CEO of Catholic Relief Services Talks to BC Students

by Laura McLaughlin


On November 30, Dr. Carolyn Woo, the CEO of Catholic Relief Services (CRS), gave a lecture called “Working for a Better World: The Story of Catholic Relief Services and Carolyn Woo.” Catholic Relief Services is the official humanitarian agency of the Catholic community in the U.S., and serves 85 million people in 101 countries. CRS was founded in 1943 to serve refugees and survivors of World War II. Catholic social teaching maintains a preferential option for the poor and vulnerable, and the sacredness and dignity of the human person. The members of CRS see themselves as part of one human family, in solidarity with all who need their help.

Carolyn Woo grew up in Hong Kong, the daughter of immigrants who first left China to escape bombing by the Japanese, and then a second time when they sensed the new Communist government would be hostile to Catholics. Woo whose parents did not speak English, learned from an order of nuns who inspired her with their faith and devotion and provided her with a good education. She received her bachelor’s, master’s and doctorate degrees from Purdue University, and was the dean of Notre Dame’s Mendoza College of Business.


Woo explained that the work of CRS is inspired by the idea that God wants us to improve the conditions of his people on earth, to “collect the harvest which He sends.” The organization simply “goes wherever there is a problem,” and is always adapting to the current needs of people all around the world, whether they be refugees of war, Ebola victims, or victims of natural disasters. CRS not only seeks to offer help in the short-term, but focuses on long-term community development. They work with the local church in whatever community they are in and establish relationships with those they are helping. Their goal is not only to give men fish for a day, but teach them how to fish so they can eat for a lifetime, so to speak, through education and improvements in health care and agriculture. Currently, they are committed to anticipating the effects of global warming on the communities they work with, while pushing for policies that reduce carbon emissions. Over the last twenty years they have provided access to safe clean drinking to two billion people, which is crucial to human health and safety as conflict over water access is common in areas where it is scarce. Since water collection is primarily the job of women and children, limited access means minimal time for them to receive education. Another large scale project the organization is involved in is providing drugs that prohibit the transmission on HIV from a mother to her baby, which they have distributed to over 700,000 people so far.

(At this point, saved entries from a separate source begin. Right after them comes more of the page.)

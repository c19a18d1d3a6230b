use std::collections::HashSet;

use yew::prelude::*;

use crate::identify::{DisplayValue, PopupModel, PropertyEntry};

/// Props for the identify popup
#[derive(Properties, PartialEq)]
pub struct PopupProps {
    /// Element handed to the map as the popup overlay
    pub node_ref: NodeRef,

    /// Content of the last identify answer, `None` while hidden
    #[prop_or_default]
    pub model: Option<PopupModel>,

    pub on_close: Callback<()>,
}

/// Feature attribute popup anchored to the clicked point.
#[function_component(Popup)]
pub fn popup(props: &PopupProps) -> Html {
    let show_all = use_state(|| false);
    let expanded = use_state(HashSet::<String>::new);

    // every new answer starts collapsed
    {
        let show_all = show_all.clone();
        let expanded = expanded.clone();
        use_effect_with(props.model.clone(), move |_| {
            show_all.set(false);
            expanded.set(HashSet::new());
            || ()
        });
    }

    let on_close = {
        let on_close = props.on_close.clone();
        Callback::from(move |e: MouseEvent| {
            e.prevent_default();
            on_close.emit(());
        })
    };

    let content = match &props.model {
        Some(model) => {
            let value_cell = |entry: &PropertyEntry| -> Html {
                match &entry.value {
                    DisplayValue::Truncated { preview, full } if !expanded.contains(&entry.name) => {
                        let expanded = expanded.clone();
                        let name = entry.name.clone();
                        let onclick = Callback::from(move |e: MouseEvent| {
                            e.prevent_default();
                            let mut next = (*expanded).clone();
                            next.insert(name.clone());
                            expanded.set(next);
                        });
                        html! {
                            <span class="truncated-value" title={full.clone()}>
                                {format!("{preview}... ")}
                                <a href="#" class="show-more text-blue-600 hover:underline" {onclick}>{"show more"}</a>
                            </span>
                        }
                    }
                    value => html! { {value.full().to_string()} },
                }
            };

            let render_rows = |entries: &[PropertyEntry]| -> Html {
                model
                    .rows(entries)
                    .into_iter()
                    .map(|row| {
                        if model.compact {
                            html! {
                                <tr>
                                    { for row.iter().map(|entry| html! {
                                        <td class="px-2 py-1 align-top">
                                            <strong>{&entry.name}</strong>{": "}{value_cell(entry)}
                                        </td>
                                    }) }
                                    if row.len() == 1 { <td></td> }
                                </tr>
                            }
                        } else {
                            html! {
                                <>
                                    { for row.iter().map(|entry| html! {
                                        <tr>
                                            <th scope="row" class="px-2 py-1 text-left align-top font-medium">{&entry.name}</th>
                                            <td class="px-2 py-1 align-top">{value_cell(entry)}</td>
                                        </tr>
                                    }) }
                                </>
                            }
                        }
                    })
                    .collect()
            };

            let on_show_all = {
                let show_all = show_all.clone();
                Callback::from(move |_: MouseEvent| show_all.set(true))
            };

            html! {
                <div>
                    <h5 class="font-semibold mb-2">{&model.title}</h5>
                    <table class="w-full text-xs">
                        <tbody>
                            { render_rows(&model.initial) }
                            if *show_all { { render_rows(&model.remainder) } }
                        </tbody>
                    </table>
                    if model.has_more() && !*show_all {
                        <div class="text-center mt-2">
                            <button
                                type="button"
                                class="show-all-props px-2 py-1 text-xs border border-blue-500 text-blue-600 rounded hover:bg-blue-50"
                                onclick={on_show_all}
                            >
                                {model.show_more_label()}
                            </button>
                        </div>
                    }
                </div>
            }
        }
        None => html! {},
    };

    let style = if props.model.is_some() { "display: block;" } else { "display: none;" };

    html! {
        <div
            id="popup"
            ref={props.node_ref.clone()}
            class="ol-popup relative bg-white rounded-lg shadow-lg border border-gray-300 p-3 min-w-[240px] max-w-[420px] max-h-[360px] overflow-y-auto"
            {style}
        >
            <a href="#" id="popup-closer" class="ol-popup-closer float-right text-gray-500 hover:text-gray-800" onclick={on_close}>{"✕"}</a>
            <div id="popup-content">{content}</div>
        </div>
    }
}
use gloo::timers::callback::Timeout;
use yew::prelude::*;

use crate::auth::{
    AuthClient, AuthSession, LocalStorageStore, PasswordStrength, RegistrationForm,
};
use crate::components::Modal;
use crate::utils::input_value;

/// Delay before switching to the login tab after a successful registration.
const SWITCH_TO_LOGIN_MS: u32 = 1500;

#[derive(Debug, Clone, Copy, PartialEq, Eq)]
pub enum AuthTab {
    Login,
    Register,
}

/// Message under a form: an error or a success notice.
#[derive(Debug, Clone, PartialEq)]
enum FormNotice {
    Error(String),
    Success(String),
}

fn notice_view(id: &'static str, notice: &Option<FormNotice>) -> Html {
    let Some(notice) = notice else {
        return html! {};
    };
    let (color, text) = match notice {
        FormNotice::Error(text) => ("bg-red-50 text-red-700 border-red-200", text),
        FormNotice::Success(text) => ("bg-green-50 text-green-700 border-green-200", text),
    };
    html! {
        <div {id} class={classes!("mb-3", "p-2", "border", "rounded", "text-sm", "whitespace-pre-line", color)}>
            {text.clone()}
        </div>
    }
}

fn text_input(id: &'static str, label: &'static str, kind: &'static str, value: &UseStateHandle<String>) -> Html {
    let oninput = {
        let value = value.clone();
        Callback::from(move |e: InputEvent| {
            if let Some(v) = input_value(&e) {
                value.set(v);
            }
        })
    };
    html! {
        <div class="mb-3">
            <label for={id} class="block text-sm font-medium text-gray-700 mb-1">{label}</label>
            <input
                {id}
                type={kind}
                value={(**value).clone()}
                {oninput}
                class="w-full px-3 py-2 border border-gray-300 rounded-lg text-sm focus:outline-none focus:ring-2 focus:ring-blue-500"
            />
        </div>
    }
}

#[derive(Properties, PartialEq)]
struct PasswordInputProps {
    id: &'static str,
    label: &'static str,
    value: UseStateHandle<String>,
    #[prop_or_default]
    invalid: Option<bool>,
}

/// Password field with a show/hide toggle.
#[function_component(PasswordInput)]
fn password_input(props: &PasswordInputProps) -> Html {
    let visible = use_state(|| false);

    let oninput = {
        let value = props.value.clone();
        Callback::from(move |e: InputEvent| {
            if let Some(v) = input_value(&e) {
                value.set(v);
            }
        })
    };
    let on_toggle = {
        let visible = visible.clone();
        Callback::from(move |_: MouseEvent| visible.set(!*visible))
    };

    let border = match props.invalid {
        Some(true) => "is-invalid border-red-500",
        Some(false) => "is-valid border-green-500",
        None => "border-gray-300",
    };

    html! {
        <div class="mb-3">
            <label for={props.id} class="block text-sm font-medium text-gray-700 mb-1">{props.label}</label>
            <div class="flex">
                <input
                    id={props.id}
                    type={if *visible { "text" } else { "password" }}
                    value={(*props.value).clone()}
                    {oninput}
                    class={classes!("flex-1", "px-3", "py-2", "border", "rounded-l-lg", "text-sm", "focus:outline-none", border)}
                />
                <button
                    type="button"
                    class="toggle-password px-3 border border-l-0 border-gray-300 rounded-r-lg text-xs text-gray-600 hover:bg-gray-100"
                    onclick={on_toggle}
                >
                    {if *visible { "Hide" } else { "Show" }}
                </button>
            </div>
        </div>
    }
}

fn strength_bar(id: &'static str, label: &'static str, ok: bool) -> Html {
    html! {
        <div class="flex items-center gap-2 text-xs">
            <div class="flex-1 h-1.5 bg-gray-200 rounded">
                <div
                    {id}
                    class={classes!("h-1.5", "rounded", if ok { "bg-green-500" } else { "bg-red-500" })}
                    style={if ok { "width: 100%" } else { "width: 0%" }}
                />
            </div>
            <span class="w-28 text-gray-600">{label}</span>
        </div>
    }
}

#[derive(Properties, PartialEq)]
pub struct AuthModalProps {
    pub client: AuthClient,
    pub initial_tab: AuthTab,
    pub on_login: Callback<AuthSession>,
    pub on_close: Callback<()>,
}

/// Login and registration forms in one dialog.
#[function_component(AuthModal)]
pub fn auth_modal(props: &AuthModalProps) -> Html {
    let tab = use_state(|| props.initial_tab);
    let busy = use_state(|| false);

    let login_username = use_state(String::new);
    let login_password = use_state(String::new);
    let login_notice = use_state(|| None::<FormNotice>);

    let reg_username = use_state(String::new);
    let reg_email = use_state(String::new);
    let reg_password = use_state(String::new);
    let reg_confirm = use_state(String::new);
    let reg_notice = use_state(|| None::<FormNotice>);

    let on_login_submit = {
        let client = props.client.clone();
        let on_login = props.on_login.clone();
        let username = login_username.clone();
        let password = login_password.clone();
        let notice = login_notice.clone();
        let busy = busy.clone();
        Callback::from(move |e: SubmitEvent| {
            e.prevent_default();
            notice.set(None);
            busy.set(true);

            let client = client.clone();
            let on_login = on_login.clone();
            let username = username.clone();
            let password = password.clone();
            let notice = notice.clone();
            let busy = busy.clone();
            wasm_bindgen_futures::spawn_local(async move {
                let result = client.login(&LocalStorageStore, &username, &password).await;
                busy.set(false);
                match result {
                    Ok(session) => {
                        username.set(String::new());
                        password.set(String::new());
                        on_login.emit(session);
                    }
                    Err(e) => {
                        log::error!("Login failed: {e}");
                        notice.set(Some(FormNotice::Error(e.to_string())));
                    }
                }
            });
        })
    };

    let on_register_submit = {
        let client = props.client.clone();
        let fields = (
            reg_username.clone(),
            reg_email.clone(),
            reg_password.clone(),
            reg_confirm.clone(),
        );
        let notice = reg_notice.clone();
        let busy = busy.clone();
        let tab = tab.clone();
        Callback::from(move |e: SubmitEvent| {
            e.prevent_default();
            notice.set(None);

            let (username, email, password, confirm) = fields.clone();
            let form = RegistrationForm {
                username: (*username).clone(),
                email: (*email).clone(),
                password: (*password).clone(),
                password_confirm: (*confirm).clone(),
            };
            let client = client.clone();
            let notice = notice.clone();
            let busy = busy.clone();
            let tab = tab.clone();
            busy.set(true);
            wasm_bindgen_futures::spawn_local(async move {
                let result = client.register(&form).await;
                busy.set(false);
                match result {
                    Ok(()) => {
                        for field in [&username, &email, &password, &confirm] {
                            field.set(String::new());
                        }
                        notice.set(Some(FormNotice::Success(
                            "Registration successful! You can now log in.".to_string(),
                        )));
                        Timeout::new(SWITCH_TO_LOGIN_MS, move || tab.set(AuthTab::Login)).forget();
                    }
                    Err(e) => {
                        log::error!("Registration failed: {e}");
                        notice.set(Some(FormNotice::Error(e.to_string())));
                    }
                }
            });
        })
    };

    let tab_button = |target: AuthTab, id: &'static str, label: &'static str| {
        let tab = tab.clone();
        let active = *tab == target;
        html! {
            <button
                {id}
                type="button"
                onclick={Callback::from(move |_: MouseEvent| tab.set(target))}
                class={classes!(
                    "flex-1", "py-2", "text-sm", "font-medium", "border-b-2",
                    if active { "active border-blue-500 text-blue-600" } else { "border-transparent text-gray-500" }
                )}
            >
                {label}
            </button>
        }
    };

    let submit_label = |idle: &'static str, working: &'static str| if *busy { working } else { idle };

    let strength = PasswordStrength::of(&reg_password);
    let typed = !reg_password.is_empty();
    let confirm_state = (!reg_confirm.is_empty()).then(|| *reg_confirm != *reg_password);

    let body = match *tab {
        AuthTab::Login => html! {
            <form id="login-form" onsubmit={on_login_submit}>
                { notice_view("login-error", &login_notice) }
                { text_input("login-username", "Username", "text", &login_username) }
                <PasswordInput id="login-password" label="Password" value={login_password.clone()} />
                <button
                    type="submit"
                    disabled={*busy}
                    class="w-full px-4 py-2 bg-blue-500 text-white rounded-lg text-sm font-medium hover:bg-blue-600 transition-colors disabled:opacity-50"
                >
                    { submit_label("Log in", "Logging in…") }
                </button>
            </form>
        },
        AuthTab::Register => html! {
            <form id="register-form" onsubmit={on_register_submit}>
                { notice_view("register-error", &reg_notice) }
                { text_input("register-username", "Username", "text", &reg_username) }
                { text_input("register-email", "Email", "email", &reg_email) }
                <PasswordInput
                    id="register-password"
                    label="Password"
                    value={reg_password.clone()}
                    invalid={typed.then_some(!strength.is_valid())}
                />
                <div class="mb-3 space-y-1">
                    { strength_bar("password-length-check", "8+ characters", strength.length) }
                    { strength_bar("password-uppercase-check", "Uppercase letter", strength.uppercase) }
                    { strength_bar("password-lowercase-check", "Lowercase letter", strength.lowercase) }
                    { strength_bar("password-digit-check", "Digit", strength.digit) }
                </div>
                <PasswordInput
                    id="register-password-confirm"
                    label="Confirm password"
                    value={reg_confirm.clone()}
                    invalid={confirm_state}
                />
                <button
                    type="submit"
                    disabled={*busy}
                    class="w-full px-4 py-2 bg-blue-500 text-white rounded-lg text-sm font-medium hover:bg-blue-600 transition-colors disabled:opacity-50"
                >
                    { submit_label("Register", "Registering…") }
                </button>
            </form>
        },
    };

    html! {
        <Modal id="loginModal" title="Account" on_close={props.on_close.clone()}>
            <div class="flex mb-4 border-b border-gray-200">
                { tab_button(AuthTab::Login, "login-tab", "Log in") }
                { tab_button(AuthTab::Register, "register-tab", "Register") }
            </div>
            {body}
        </Modal>
    }
}

#[derive(Properties, PartialEq)]
pub struct AuthHeaderProps {
    pub session: Option<AuthSession>,
    pub on_login: Callback<()>,
    pub on_logout: Callback<()>,
    pub on_about: Callback<()>,
}

/// Login/about buttons, or the user name with logout when logged in.
#[function_component(AuthHeader)]
pub fn auth_header(props: &AuthHeaderProps) -> Html {
    let emit = |cb: &Callback<()>| {
        let cb = cb.clone();
        Callback::from(move |_: MouseEvent| cb.emit(()))
    };
    let button = "px-3 py-1 rounded text-sm border border-white/40 hover:bg-white/10";

    match &props.session {
        Some(session) => html! {
            <div id="user-profile" class="flex items-center gap-3">
                <span id="user-display-name" class="text-sm font-medium">{&session.user.username}</span>
                <button id="about-btn-logged" type="button" class={button} onclick={emit(&props.on_about)}>{"About"}</button>
                <button id="logout-btn" type="button" class={button} onclick={emit(&props.on_logout)}>{"Log out"}</button>
            </div>
        },
        None => html! {
            <div id="auth-buttons" class="flex items-center gap-3">
                <button id="about-btn" type="button" class={button} onclick={emit(&props.on_about)}>{"About"}</button>
                <button id="login-btn" type="button" class={button} onclick={emit(&props.on_login)}>{"Log in"}</button>
            </div>
        },
    }
}

#[derive(Properties, PartialEq)]
pub struct AuthBannerProps {
    pub on_login: Callback<()>,
}

/// Shown to anonymous users above the layer list.
#[function_component(AuthBanner)]
pub fn auth_banner(props: &AuthBannerProps) -> Html {
    let onclick = {
        let on_login = props.on_login.clone();
        Callback::from(move |e: MouseEvent| {
            e.prevent_default();
            on_login.emit(());
        })
    };
    html! {
        <div id="auth-info-banner" class="m-4 p-3 bg-blue-50 border border-blue-200 rounded text-sm text-blue-800">
            {"Thematic layers are available after "}
            <a href="#" id="login-info-link" class="underline font-medium" {onclick}>{"logging in"}</a>
            {"."}
        </div>
    }
}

CRS also focuses on information technology. Woo explained that farmers can use mobile phones to access the latest market information to help them get a fair price for their produce, pregnant women can access information crucial for a healthy pregnancy, and women, who typically do not have their own bank accounts, can engage in business with electronic money transfer. Technology facilitates communication and education which helps communities. Their “Evaluate” initiative does just this, with applications that customize information for regional language variations, GPS, and data driven planning and mapping. Many of the applications are developed by locals. In conclusion, Woo said “when you serve God you have to bring the most creative ideas”.


As the CEO of an organization that sees the worst suffering in the world, Woo emphasized the importance of prayer in working amidst all the darkness, violence, and suffering in the world to remind her that God is always present and that those who are suffering are part of our family. She summed up her experience with CRS as “the vivid presence of God in the world.”